Keywords: Bundle, mechanical ventilation, prevention, ventilator associated pneumonia

How to cite this article:
Alsadat R, Al-Bardan H, Mazloum MN, Shamah AA, Eltayeb MF, Marie A, Dakkak A, Naes O, Esber F, Betelmal I, Kherallah M. Use of ventilator associated pneumonia bundle and statistical process control chart to decrease VAP rate in Syria.

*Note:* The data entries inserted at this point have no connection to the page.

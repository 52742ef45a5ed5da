//! Containment tree rolled up by the aggregator.
//!
//! Raw inputs (declared line counts, complexity, line counters, interface
//! flags and per-class dependency sets) are filled in by the instrumentation
//! collaborator. Every other field is derived and written by
//! [`crate::Aggregator`].
use serde::{Deserialize, Serialize, Serializer};
use std::collections::HashSet;
use std::hash::Hash;

/// Root of the tree.
#[derive(Debug, Clone, Default, PartialEq, Serialize, Deserialize)]
pub struct Project {
    pub name: String,
    #[serde(default)]
    pub packages: Vec<Package>,
}

impl Project {
    pub fn new(name: impl Into<String>) -> Self {
        Self {
            name: name.into(),
            packages: Vec::new(),
        }
    }

    pub fn package(&self, name: &str) -> Option<&Package> {
        self.packages.iter().find(|p| p.name == name)
    }
}

/// A package of classes together with its rolled up metrics.
#[derive(Debug, Clone, Default, PartialEq, Serialize, Deserialize)]
#[serde(default)]
pub struct Package {
    pub name: String,
    pub classes: Vec<Class>,
    pub lines: u64,
    pub complexity: f64,
    pub coverage: f64,
    pub interfaces: usize,
    pub implementations: usize,
    pub abstractness: f64,
    pub efferent: usize,
    pub afferent: usize,
    pub stability: f64,
    pub distance: f64,
    /// Packages this package depends on, merged from its classes.
    #[serde(serialize_with = "sorted")]
    pub efference: HashSet<Efferent>,
    /// Packages depending on this package, merged from its classes.
    #[serde(serialize_with = "sorted")]
    pub afference: HashSet<Afferent>,
}

impl Package {
    pub fn new(name: impl Into<String>) -> Self {
        Self {
            name: name.into(),
            ..Default::default()
        }
    }

    pub fn class(&self, name: &str) -> Option<&Class> {
        self.classes.iter().find(|c| c.name == name)
    }
}

/// A class or interface.
#[derive(Debug, Clone, Default, PartialEq, Serialize, Deserialize)]
#[serde(default)]
pub struct Class {
    pub name: String,
    pub interface: bool,
    pub methods: Vec<Method>,
    #[serde(serialize_with = "sorted")]
    pub efferent_packages: HashSet<Efferent>,
    #[serde(serialize_with = "sorted")]
    pub afferent_packages: HashSet<Afferent>,
    pub lines: u64,
    pub complexity: f64,
    pub coverage: f64,
    pub efferent: usize,
    pub afferent: usize,
    pub stability: f64,
}

impl Class {
    pub fn new(name: impl Into<String>) -> Self {
        Self {
            name: name.into(),
            ..Default::default()
        }
    }

    pub fn new_interface(name: impl Into<String>) -> Self {
        Self {
            name: name.into(),
            interface: true,
            ..Default::default()
        }
    }

    pub fn method(&self, name: &str) -> Option<&Method> {
        self.methods.iter().find(|m| m.name == name)
    }
}

/// A method with its declared size, complexity and executable lines.
#[derive(Debug, Clone, Default, PartialEq, Serialize, Deserialize)]
#[serde(default)]
pub struct Method {
    pub name: String,
    /// Declared line count, used as the coverage denominator.
    pub lines: u64,
    pub complexity: f64,
    pub line_data: Vec<Line>,
    pub coverage: f64,
    pub total_executions: u64,
}

impl Method {
    pub fn new(name: impl Into<String>, lines: u64, complexity: f64) -> Self {
        Self {
            name: name.into(),
            lines,
            complexity,
            ..Default::default()
        }
    }

    /// Append an executable line with the given counter.
    pub fn with_line(mut self, number: u32, counter: u64) -> Self {
        self.line_data.push(Line::new(number, counter));
        self
    }
}

/// An executable line. `counter` is `None` when the instrumentation lost
/// the data for this line.
#[derive(Debug, Clone, Default, PartialEq, Eq, Serialize, Deserialize)]
pub struct Line {
    pub number: u32,
    #[serde(default)]
    pub counter: Option<u64>,
}

impl Line {
    pub fn new(number: u32, counter: u64) -> Self {
        Self {
            number,
            counter: Some(counter),
        }
    }
}

/// Outgoing dependency on another package.
#[derive(Debug, Clone, PartialEq, Eq, PartialOrd, Ord, Hash, Serialize, Deserialize)]
#[serde(transparent)]
pub struct Efferent {
    pub package: String,
}

impl Efferent {
    pub fn new(package: impl Into<String>) -> Self {
        Self {
            package: package.into(),
        }
    }
}

/// Incoming dependency from another package.
#[derive(Debug, Clone, PartialEq, Eq, PartialOrd, Ord, Hash, Serialize, Deserialize)]
#[serde(transparent)]
pub struct Afferent {
    pub package: String,
}

impl Afferent {
    pub fn new(package: impl Into<String>) -> Self {
        Self {
            package: package.into(),
        }
    }
}

// Hash sets iterate in arbitrary order; emit them sorted so output is stable.
fn sorted<T, S>(set: &HashSet<T>, serializer: S) -> Result<S::Ok, S::Error>
where
    T: Serialize + Ord + Hash,
    S: Serializer,
{
    let mut items: Vec<&T> = set.iter().collect();
    items.sort();
    serializer.collect_seq(items)
}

Avicenna J Med 2012;2:79-83

How to cite this URL:
Alsadat R, Al-Bardan H, Mazloum MN, Shamah AA, Eltayeb MF, Marie A, Dakkak A, Naes O, Esber F, Betelmal I, Kherallah M. Use of ventilator associated pneumonia bundle and statistical process control chart to decrease VAP rate in Syria. Avicenna J Med [serial online] 2012 [cited 2020 Aug 9];2:79-83. Available from: http://www.avicennajmed.com/text.asp?2012/2/4/79/110736

   Introduction Top

Ventilator-associated pneumonia (VAP) is among the most common infections in patients requiring endotracheal tubes with mechanical ventilation. It has been reported to occur in 9% to 27% of all intubated patients. [1] VAP is associated with increased hospital costs, [2] a greater number of days in the intensive care unit (ICU), longer duration of mechanical ventilation, and higher mortality. [3],[4],[5],[6] The overall rate of ventilator-associated pneumonia (VAP) was 13.6 per 1000 ventilator days according to International Nosocomial Infection Control Consortium (INICC) report data summary for 2003-2008 compared to 3.3 per 1000 ventilator-days in the US National Healthcare Safety Network (NHSN; formerly the National Nosocomial Infection Surveillance system (NNIS)). [7]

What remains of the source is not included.